Charlie: The Life and Art of Charles Chaplin
Kicking off Turner Classic Movies's month-long tribute to one of cinema's greatest comic stars is writer/director Richard Schickel's Charlie: The Life and Art of Charles Chaplin (2003). The documentary, which played the film festival circuit last year, lovingly explores the career high and lows of the man best known as the Little Tramp. Details about Chaplin's notorious personal life are interspersed throughout, but the film refreshingly avoids the sensationalistic E! True Hollywood Story format that has come to dominate similar projects, and instead chooses to focus on what made this actor/director/producer/editor/composer famous in the first place: his movies.
Over the years, there has been an increasing amount of critical hesitation (if not downright denigration, as Paul Merton recently asserted in Sight & Sound) towards Chaplin. As Buster Keaton's films have been warmly re-embraced by audiences, Chaplin's Little Tramp has been left wandering down that famous open road on his own, with accusations of pathos and sentimentality tripping him up along the way.
While Charlie fails to confront these criticisms directly, it remains very much invested in celebrating the director's genius. Indeed, one of the film's most intriguing segments is its consideration of A Woman of Paris (1923), a little-seen film Chaplin wrote and directed as vehicle for his former lover, Edna Purviance. Although this dramatic venture received a rapturous response from critics, Chaplin's decision not to appear in the film ultimately doomed it to box office failure. Even so, A Woman of Paris provides a pure glimpse into Chaplin's talents as a director, talents which are so often overshadowed by the focus on his prodigious skills as a comic performer.

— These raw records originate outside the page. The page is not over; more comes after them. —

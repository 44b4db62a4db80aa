//! Many-writer, single-reader overwrite ring.
//!
//! Any number of producers publish through a shared `&Ring`; exactly one
//! `Consumer` drains it. When producers outrun the consumer the ring
//! overwrites the oldest unread records and the consumer reports the loss
//! through the drop alert, so publishing never blocks and never fails.

use std::ptr;
use std::sync::Arc;
use std::sync::atomic::{AtomicBool, AtomicPtr, AtomicU64, Ordering};

/// Callback invoked with the number of records lost to overwrite since the
/// previous invocation.
pub(crate) type DropAlert = Box<dyn Fn(u64) + Send + Sync>;

/// A payload tagged with the sequence it was published under. The tag is what
/// lets the consumer tell a fresh record from a leftover of an earlier lap.
struct Record {
    seq: u64,
    payload: Vec<u8>,
}

pub(crate) struct Ring {
    slots: Box<[AtomicPtr<Record>]>,
    /// Next sequence to hand out; incremented by every publisher.
    write: AtomicU64,
    closed: AtomicBool,
    alert: DropAlert,
}

/// Outcome of a single slot probe by the consumer.
pub(crate) enum Take {
    /// A record was read at `seq`; the reader resumes from `seq + 1`.
    Item { payload: Vec<u8>, seq: u64 },
    /// Nothing readable at the expected sequence yet.
    Empty,
}

impl Ring {
    pub(crate) fn new(capacity: usize, alert: DropAlert) -> Self {
        debug_assert!(capacity > 0, "capacity validated by the builder");
        let slots = (0..capacity)
            .map(|_| AtomicPtr::new(ptr::null_mut()))
            .collect();
        Self {
            slots,
            write: AtomicU64::new(0),
            closed: AtomicBool::new(false),
            alert,
        }
    }

    pub(crate) fn capacity(&self) -> usize {
        self.slots.len()
    }

    pub(crate) fn write_cursor(&self) -> u64 {
        self.write.load(Ordering::Acquire)
    }

    pub(crate) fn alert(&self, missed: u64) {
        (self.alert)(missed);
    }

    /// Publish a payload: one `fetch_add` to claim a unique sequence, one
    /// `swap` to make payload and sequence visible as a unit.
    pub(crate) fn publish(&self, payload: Vec<u8>) {
        let seq = self.write.fetch_add(1, Ordering::AcqRel);
        let idx = (seq % self.slots.len() as u64) as usize;
        let mut incoming = Box::into_raw(Box::new(Record { seq, payload }));
        let mut incoming_seq = seq;
        loop {
            let displaced = self.slots[idx].swap(incoming, Ordering::AcqRel);
            if displaced.is_null() {
                return;
            }
            // Safety: the swap transferred sole ownership of `displaced` to
            // this thread -- the consumer can no longer reach it.
            let displaced = unsafe { Box::from_raw(displaced) };
            if displaced.seq < incoming_seq {
                // Normal overwrite: the displaced record was older and never
                // read. The consumer discovers the loss through the sequence
                // gap and charges it to the drop alert.
                return;
            }
            // A producer that stalled for a full lap has displaced a newer
            // record. The slot must never regress to an older sequence (the
            // reader relies on that to terminate), so put the newer record
            // back and retire an older one instead. Another lap must land
            // mid-swap for this to repeat.
            incoming_seq = displaced.seq;
            incoming = Box::into_raw(displaced);
        }
    }

    /// Probe the slot for `expected`. Consumer-only.
    ///
    /// A slot holding a newer sequence is the overwrite case: the skipped
    /// range is reported through the alert and the newer record is returned
    /// so the reader catches up instead of livelocking on a stale sequence.
    pub(crate) fn take(&self, expected: u64) -> Take {
        let idx = (expected % self.slots.len() as u64) as usize;
        let ptr = self.slots[idx].swap(ptr::null_mut(), Ordering::AcqRel);
        if ptr.is_null() {
            // Either nothing published here yet, or a producer has claimed
            // the sequence but not yet swapped its record in.
            return Take::Empty;
        }
        // Safety: the swap transferred sole ownership of the record; every
        // non-null pointer in a slot came from `Box::into_raw` in `publish`.
        let record = unsafe { Box::from_raw(ptr) };
        if record.seq < expected {
            // Leftover of an earlier lap, already charged as dropped when the
            // reader skipped past it.
            return Take::Empty;
        }
        if record.seq > expected {
            (self.alert)(record.seq - expected);
        }
        Take::Item {
            payload: record.payload,
            seq: record.seq,
        }
    }

    pub(crate) fn close(&self) {
        self.closed.store(true, Ordering::Release);
    }

    pub(crate) fn is_closed(&self) -> bool {
        self.closed.load(Ordering::Acquire)
    }
}

impl Drop for Ring {
    fn drop(&mut self) {
        for slot in &self.slots {
            let ptr = slot.swap(ptr::null_mut(), Ordering::Relaxed);
            if !ptr.is_null() {
                // Safety: exclusive access in drop; the pointer is a live
                // `Box::into_raw` allocation.
                drop(unsafe { Box::from_raw(ptr) });
            }
        }
    }
}

/// The read half of a ring. Owns the read cursor as a plain integer -- the
/// single-reader discipline is what keeps consumption synchronization-free.
pub(crate) struct Consumer {
    ring: Arc<Ring>,
    next_seq: u64,
    discard_on_close: bool,
}

/// One consumer scheduling decision.
pub(crate) enum Step {
    /// A record was drained.
    Record(Vec<u8>),
    /// Nothing to read right now; the strategy decides how to wait.
    Idle,
    /// The ring is closed and (unless discarding) drained. Terminal.
    Done,
}

impl Consumer {
    pub(crate) fn new(ring: Arc<Ring>, discard_on_close: bool) -> Self {
        Self {
            ring,
            next_seq: 0,
            discard_on_close,
        }
    }

    /// Advance the read cursor by at most one record.
    ///
    /// The cursor is first clamped to `write - capacity`, the oldest sequence
    /// that can still be live; everything below it is charged to the drop
    /// alert in one call. The per-slot sequence check in [`Ring::take`] then
    /// only has to cover records overwritten while this probe was in flight.
    pub(crate) fn step(&mut self) -> Step {
        let closed = self.ring.is_closed();
        if closed && self.discard_on_close {
            return Step::Done;
        }

        let write = self.ring.write_cursor();
        if self.next_seq >= write {
            return if closed { Step::Done } else { Step::Idle };
        }

        let capacity = self.ring.capacity() as u64;
        if write - self.next_seq > capacity {
            let oldest_live = write - capacity;
            self.ring.alert(oldest_live - self.next_seq);
            self.next_seq = oldest_live;
        }

        match self.ring.take(self.next_seq) {
            Take::Item { payload, seq } => {
                self.next_seq = seq + 1;
                Step::Record(payload)
            }
            // A claimed-but-unswapped slot is an in-flight publish; it will
            // land momentarily, so treat it as idle even while closing.
            Take::Empty => Step::Idle,
        }
    }
}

A diverse array of Chaplin fans, friends, and family members are on hand to comment throughout the picture. Johnny Depp and Robert Downey, Jr. praise his remarkable dexterity and comic timing; Martin Scorcese, Milos Forman, and Woody Allen appreciate his directing skills; Claire Bloom and Norman Lloyd recollect working with man himself; and Chaplin children Geraldine, Michael, and Sydney offer memories of their famous father.
Narrated by Sydney Pollack, the documentary also manages to cram in thoughtful (albeit brief) considerations of Chaplin's masterpieces, including The Kid (1921), The Gold Rush (1925), The Circus (1928), City Lights (1931), Modern Times (1936), The Great Dictator (1940), Monsieur Verdoux (1947), and Limelight (1952). However, Charlie would have undoubtedly benefited from a more comprehensive examination of the Chaplin's performing roots, especially the music hall tradition he emerged from in England and the way in which he was able to refine his craft while working on the early two-reelers. While Schickel demonstrates admirable restraint in commenting on the scandals that often engulfed the director's life, it comes at the price what could have been a fascinating look into Chaplin's background. Still, the film succeeds as a primer on Chaplin's work, and should wind up on any fan's must-see list.